The index has to be corrected for agreement by chance if the sizes of the clusters are not uniform (which is usually the case). Since the Rand index lies between 0 and 1, the expected value of the Rand index (although not a constant value) must be greater than or equal to 0. On the other hand, the expected value of the adjusted Rand index has value zero and the maximum value of the adjusted Rand index is also 1. Hence, there is a wider range of values that the adjusted Rand index can take on, thus increasing the sensitivity of the index. The formula of the adjusted Rand index (AR) is given below

\[ AR= \frac{\mbox{RI- Expected value of RI}}{\mbox{Max Index - Expected value of RI}} \]

example

AR =RandIndexFS(c1, c2) RandindexFS with the contingency table as input.

example

AR =RandIndexFS(c1, c2, noisecluster) RandindexFS with the two vectors as input.

example

[AR, RI] =RandIndexFS(___) RandindexFS with the two vectors as input.

example

[AR, RI, MI] =RandIndexFS(___) Compare ARI for iris data (true classification against tclust classification).

example

[AR, RI, MI, HI] =RandIndexFS(___) Compare ARI for iris data (exclude unassigned units from tclust).

Examples

expand all

  • RandindexFS with the contingency table as input.
  • T=[1 1 0;
    1 2 1;
    0 0 4];
    ARI=RandIndexFS(T);

  • RandindexFS with the two vectors as input.
  • % RandindexFS with the two vectors as input.
    c=[1 1;
    1 2
    2 1;
    2 2 ;
    2 2;
    2 3;
    3 3;
    3 3;
    3 3;
    3 3];
    % c1= numeric vector containing the labels of the first partition
    c1=c(:,1);
    % c1= numeric vector containing the labels of the second partition
    c2=c(:,2);
    ARI=RandIndexFS(c1,c2);

  • RandindexFS with the two vectors as input.
  • c=[1 1;
    1 2
    2 1;
    2 2 ;
    2 2;
    2 3;
    3 3;
    3 3;
    3 3;
    3 3];
    % c1= numeric vector containing the labels of the first partition
    c1=c(:,1);
    % c1= numeric vector containing the labels of the second partition
    c2=c(:,2);
    % Computation of ARI, RI, MI and HI.
    [ARI,RI,MI,HI]=RandIndexFS(c1,c2);
    disp('Adjusted Rand index')
    disp(ARI)
    disp('Rand index (RI)')
    disp(RI)
    disp('Mirkin index = 1-RI')
    disp(MI)
    disp('Hubert index = RI-MI ')
    disp(HI)

  • Compare ARI for iris data (true classification against tclust classification).
  • load fisheriris
    % first partition c1 is the true partition
    c1=species;
    % second partition c2 is the output of tclust clustering procedure
    out=tclust(meas,3,0,100,'msg',0);
    c2=out.idx;
    [ARI,RI,MI,HI]=RandIndexFS(c1,c2);

  • Compare ARI for iris data (exclude unassigned units from tclust).
  • load fisheriris
    % first partition c1 is the true partition
    c1=species;
    % second partition c2 is the output of tclust clustering procedure
    out=tclust(meas,3,0.1,100,'msg',0);
    c2=out.idx;
    % Units inside c2 which contain number 0 are referred to trimmed observations
    noisecluster=0;
    [ARI,RI,MI,HI]=RandIndexFS(c1,c2,noisecluster);

    Input Arguments

    expand all

    c1 — labels of first partition or contingency table. A numeric or character vector containining the class labels of the first partition or a 2-dimensional numeric matrix which contains the cross-tabulation of cluster assignments.

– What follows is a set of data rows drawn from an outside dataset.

use leone::board::{Board, START_FEN};
use leone::perft::{perft, perft_divide};
use shakmaty::fen::Fen;
use shakmaty::{Chess, Position};

const KIWIPETE: &str = "r3k2r/p1ppqpb1/bn2pnp1/3PN3/1p2P3/2N2Q1p/PPPBBPPP/R3K2R w KQkq - 0 1";
const POSITION_3: &str = "8/2p5/3p4/KP5r/1R3p1k/8/4P1P1/8 w - - 0 1";
const POSITION_4: &str = "r3k2r/Pppp1ppp/1b3nbN/nP6/BBP1P3/q4N2/Pp1P2PP/R2Q1RK1 w kq - 0 1";
const POSITION_5: &str = "rnbq1k1r/pp1Pbppp/2p5/8/2B5/8/PPP1NnPP/RNBQK2R w KQ - 1 8";
const POSITION_6: &str = "r4rk1/1pp1qppp/p1np1n2/2b1p1B1/2B1P1b1/P1NP1N2/1PP1QPPP/R4RK1 w - - 0 10";

fn perft_shakmaty(pos: &Chess, depth: u32) -> u64 {
    if depth == 0 {
        return 1;
    }
    let mut nodes = 0u64;
    for m in pos.legal_moves() {
        let mut new_pos = pos.clone();
        new_pos.play_unchecked(&m);
        nodes += perft_shakmaty(&new_pos, depth - 1);
    }
    nodes
}

// Helper function to run perft comparison
fn run_perft_comparison(fen_str: &str, depth: u32, position_name: &str) {
    let mut board = Board::from_fen(fen_str).expect("Valid FEN");
    let leone_nodes = perft(&mut board, depth);

    let fen: Fen = fen_str.parse().unwrap();
    let pos: Chess = fen.into_position(shakmaty::CastlingMode::Standard).unwrap();
    let shakmaty_nodes = perft_shakmaty(&pos, depth);

    assert_eq!(
        leone_nodes, shakmaty_nodes,
        "Perft mismatch for {} at depth {}: leone={} shakmaty={}",
        position_name, depth, leone_nodes, shakmaty_nodes
    );
}

fn known(fen: &str, expected: &[u64]) {
    let mut board = Board::from_fen(fen).expect("Valid FEN");
    for (i, &count) in expected.iter().enumerate() {
        let depth = i as u32 + 1;
        assert_eq!(perft(&mut board, depth), count, "{} depth {}", fen, depth);
    }
}

#[test]
fn perft_known_counts() {
    leone::init();
    known(START_FEN, &[20, 400, 8902, 197_281]);
    known(KIWIPETE, &[48, 2039, 97_862]);
    known(POSITION_3, &[14, 191, 2812, 43_238, 674_624]);
    known(POSITION_4, &[6, 264, 9467]);
    known(POSITION_5, &[44, 1486, 62_379]);
    known(POSITION_6, &[46, 2079, 89_890]);
}

#[test]
fn perft_regression_starting_pos() {
    leone::init();
    let pos: Chess = Chess::default();
    let mut board = Board::startpos();

    for depth in 1..=3u32 {
        let expected = perft_shakmaty(&pos, depth);
        let got = perft(&mut board, depth);
        assert_eq!(got, expected, "perft mismatch at depth {}: got {} expected {}", depth, got, expected);
    }
}

#[test]
fn perft_kiwipete_depth_3() {
    run_perft_comparison(KIWIPETE, 3, "Kiwipete");
}

#[test]
fn perft_position_3_depth_4() {
    run_perft_comparison(POSITION_3, 4, "Position 3");
}

#[test]
fn perft_position_4_depth_3() {
    run_perft_comparison(POSITION_4, 3, "Position 4");
}

#[test]
fn perft_position_4_mirrored_depth_3() {
    let mirrored = "r2q1rk1/pP1p2pp/Q4n2/bbp1p3/Np6/1B3NBn/pPPP1PPP/R3K2R b KQ - 0 1";
    run_perft_comparison(mirrored, 3, "Position 4 mirrored");
}

#[test]
fn perft_position_5_depth_3() {
    run_perft_comparison(POSITION_5, 3, "Position 5");
}

#[test]
fn perft_position_6_depth_3() {
    run_perft_comparison(POSITION_6, 3, "Position 6");
}

#[test]
#[ignore] // expensive
fn perft_kiwipete_depth_4() {
    run_perft_comparison(KIWIPETE, 4, "Kiwipete");
}

#[test]
fn divide_matches_shakmaty_per_root_move() {
    let mut board = Board::from_fen(KIWIPETE).unwrap();
    let fen: Fen = KIWIPETE.parse().unwrap();
    let pos: Chess = fen.into_position(shakmaty::CastlingMode::Standard).unwrap();

    let divide = perft_divide(&mut board, 2);
    assert_eq!(divide.len(), 48);
    for m in pos.legal_moves() {
        let uci = m.to_uci(shakmaty::CastlingMode::Standard).to_string();
        let mut next = pos.clone();
        next.play_unchecked(&m);
        let expected = perft_shakmaty(&next, 1);
        let got = divide
            .iter()
            .find(|(mv, _)| mv.to_string() == uci)
            .map(|(_, n)| *n);
        assert_eq!(got, Some(expected), "root move {}", uci);
    }
}
//! Bridge from the cursor protocol to native `for` loops.

use std::iter::FusedIterator;
use std::marker::PhantomData;

use crate::domain::cursor::Cursor;

/// Begin/end style adapter over a cursor.
///
/// Construction calls `first()` and caches whether the cursor is done. Each
/// step yields `current()`, then advances and refreshes the cached state.
/// Two adapters compare equal when their cached done states match, so a live
/// adapter differs from [`CursorIter::end`] exactly while elements remain.
#[derive(Debug)]
pub struct CursorIter<'a, C> {
    cursor: Option<C>,
    done: bool,
    _marker: PhantomData<&'a ()>,
}

impl<'a, C: Cursor<'a>> CursorIter<'a, C> {
    pub fn new(mut cursor: C) -> Self {
        cursor.first();
        let done = cursor.is_done();
        Self {
            cursor: Some(cursor),
            done,
            _marker: PhantomData,
        }
    }
}

impl<'a, C> CursorIter<'a, C> {
    /// Sentinel marking the end of any sequence.
    pub fn end() -> Self {
        Self {
            cursor: None,
            done: true,
            _marker: PhantomData,
        }
    }

    pub fn is_done(&self) -> bool {
        self.done
    }

    /// Give back the wrapped cursor; `None` for the end sentinel.
    pub fn into_inner(self) -> Option<C> {
        self.cursor
    }
}

impl<C> PartialEq for CursorIter<'_, C> {
    fn eq(&self, other: &Self) -> bool {
        self.done == other.done
    }
}

impl<'a, C: Cursor<'a>> Iterator for CursorIter<'a, C> {
    type Item = &'a C::Item;

    fn next(&mut self) -> Option<Self::Item> {
        if self.done {
            return None;
        }
        let cursor = self.cursor.as_mut()?;
        let item = cursor.current();
        cursor.next();
        self.done = cursor.is_done();
        Some(item)
    }
}

impl<'a, C: Cursor<'a>> FusedIterator for CursorIter<'a, C> {}
//! Domain entities: hardware components used as traversal elements

use std::fmt;

use serde::{Deserialize, Serialize};

use crate::domain::element::Element;
use crate::domain::error::{DomainError, DomainResult};

/// A priced PC part.
#[derive(Debug, Clone, PartialEq, Serialize, Deserialize)]
#[serde(tag = "kind", rename_all = "lowercase")]
pub enum Component {
    Cpu {
        manufacturer: String,
        price: f64,
        cores: u32,
        /// Base clock in GHz
        frequency: f64,
    },
    Gpu {
        manufacturer: String,
        price: f64,
        /// Video memory in GB
        memory: u32,
        memory_type: String,
    },
    Ram {
        manufacturer: String,
        price: f64,
        /// Module size in GB
        capacity: u32,
        ram_type: String,
    },
}

impl Component {
    pub fn cpu(manufacturer: &str, price: f64, cores: u32, frequency: f64) -> Self {
        Component::Cpu {
            manufacturer: manufacturer.to_string(),
            price,
            cores,
            frequency,
        }
    }

    pub fn gpu(manufacturer: &str, price: f64, memory: u32, memory_type: &str) -> Self {
        Component::Gpu {
            manufacturer: manufacturer.to_string(),
            price,
            memory,
            memory_type: memory_type.to_string(),
        }
    }

    pub fn ram(manufacturer: &str, price: f64, capacity: u32, ram_type: &str) -> Self {
        Component::Ram {
            manufacturer: manufacturer.to_string(),
            price,
            capacity,
            ram_type: ram_type.to_string(),
        }
    }

    pub fn manufacturer(&self) -> &str {
        match self {
            Component::Cpu { manufacturer, .. }
            | Component::Gpu { manufacturer, .. }
            | Component::Ram { manufacturer, .. } => manufacturer,
        }
    }

    /// Prices must be finite and non-negative.
    pub fn validate(&self) -> DomainResult<()> {
        let price = self.price();
        if !price.is_finite() || price < 0.0 {
            return Err(DomainError::InvalidPrice {
                name: self.manufacturer().to_string(),
                price,
            });
        }
        Ok(())
    }

    /// Fixed inventory used when no inventory file is configured.
    pub fn sample_inventory() -> Vec<Component> {
        vec![
            Component::cpu("Intel", 289.0, 6, 3.5),
            Component::gpu("NVIDIA", 459.0, 8, "GDDR6"),
            Component::ram("Kingston", 94.0, 16, "DDR4"),
            Component::cpu("AMD", 215.0, 8, 4.2),
            Component::ram("Corsair", 118.0, 32, "DDR5"),
        ]
    }
}

impl Element for Component {
    fn price(&self) -> f64 {
        match self {
            Component::Cpu { price, .. }
            | Component::Gpu { price, .. }
            | Component::Ram { price, .. } => *price,
        }
    }
}

impl fmt::Display for Component {
    fn fmt(&self, f: &mut fmt::Formatter<'_>) -> fmt::Result {
        match self {
            Component::Cpu {
                manufacturer,
                price,
                cores,
                frequency,
            } => write!(
                f,
                "CPU: {manufacturer}, {cores} cores, {frequency} GHz, ${price}"
            ),
            Component::Gpu {
                manufacturer,
                price,
                memory,
                memory_type,
            } => write!(f, "GPU: {manufacturer}, {memory}GB {memory_type}, ${price}"),
            Component::Ram {
                manufacturer,
                price,
                capacity,
                ram_type,
            } => write!(f, "RAM: {manufacturer}, {capacity}GB {ram_type}, ${price}"),
        }
    }
}
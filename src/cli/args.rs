//! CLI argument definitions using clap

use std::path::PathBuf;

use clap::{Parser, Subcommand, ValueHint};

use crate::application::Stage;
use crate::domain::Storage;

/// Drive hardware inventories through stacked cursor decorators
#[derive(Parser, Debug)]
#[command(name = "cursorkit")]
#[command(author, version, about, long_about = None)]
#[command(propagate_version = true)]
pub struct Cli {
    /// Verbosity: -d info, -dd debug, -ddd trace
    #[arg(short, long, action = clap::ArgAction::Count, global = true)]
    pub debug: u8,

    /// Config file layered over the global config
    #[arg(short, long, global = true, env = "CURSORKIT_CONFIG", value_hint = ValueHint::FilePath)]
    pub config: Option<PathBuf>,

    #[command(subcommand)]
    pub command: Option<Commands>,
}

#[derive(Subcommand, Debug)]
pub enum Commands {
    /// Drive the inventory through a decorator chain and print the tally
    Process {
        #[command(flatten)]
        source: SourceArgs,

        /// Decorator stage, innermost first: log, count, filter or filter:<min>
        #[arg(long = "stage", value_name = "STAGE")]
        stages: Vec<Stage>,
    },

    /// Print the inventory in container order
    List {
        #[command(flatten)]
        source: SourceArgs,
    },

    /// Manage settings
    Config {
        #[command(subcommand)]
        command: ConfigCommands,
    },

    /// Generate shell completions
    Completion {
        /// Shell type
        #[arg(value_enum)]
        shell: clap_complete::Shell,
    },
}

/// Where elements come from and how they are stored.
#[derive(clap::Args, Debug, Clone, Default)]
pub struct SourceArgs {
    /// Inventory TOML file (default: configured inventory, else built-in sample)
    #[arg(short, long, value_hint = ValueHint::FilePath)]
    pub inventory: Option<PathBuf>,

    /// Container storage: array or list
    #[arg(short, long)]
    pub storage: Option<Storage>,

    /// Capacity of the array container
    #[arg(long)]
    pub capacity: Option<usize>,
}

#[derive(Subcommand, Debug)]
pub enum ConfigCommands {
    /// Show effective settings
    Show,
    /// Print global config file path
    Path,
    /// Print a commented config template
    Template,
}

    Data Types: single | double | char | logical

    Data Types: single| double

    c2 — labels of second partition. A numeric or character vector containining the class labels of the second partition.

    The length of vector c2 must be equal to the length of vector c1. This second input is required just if c1 is not a 2-dimensional numeric matrix.

    Data Types: single | double | char | logical

    Data Types: single| double

    Optional Arguments

    noisecluster — label or number associated to the 'noise class' or 'noise level'. Scalar, numeric or character.

    Number or character label which denotes the points which do not belong to any cluster. These points are not takern into account for the computation of the Rand type indexes. The default is to consider all points in order to compute the ARI index.

    Example: 0 (in this case the units which in of the two partitions have 0 class are not taken into account in the index calculations)

    Data Types: double or character

    Output Arguments

    expand all

    AR —Adjusted Rand index. Scalar

    A number between -1 and 1.

    The adjusted Rand index is the corrected-for-chance version of the Rand index.

    RI —Rand index (unadjusted). Scalar

    A number between 0 and 1.

    Rand index computes the fraction of pairs of objects for which both classification methods agree.

    RI ranges from 0 (no pair classified in the same way under both clusterings) to 1 (identical clusterings).

    MI —Mirkin's index. Scalar

    A number between 0 and 1.

    Mirkin's index computes the percentage of pairs of objects for which both classification methods disagree. MI=1-RI.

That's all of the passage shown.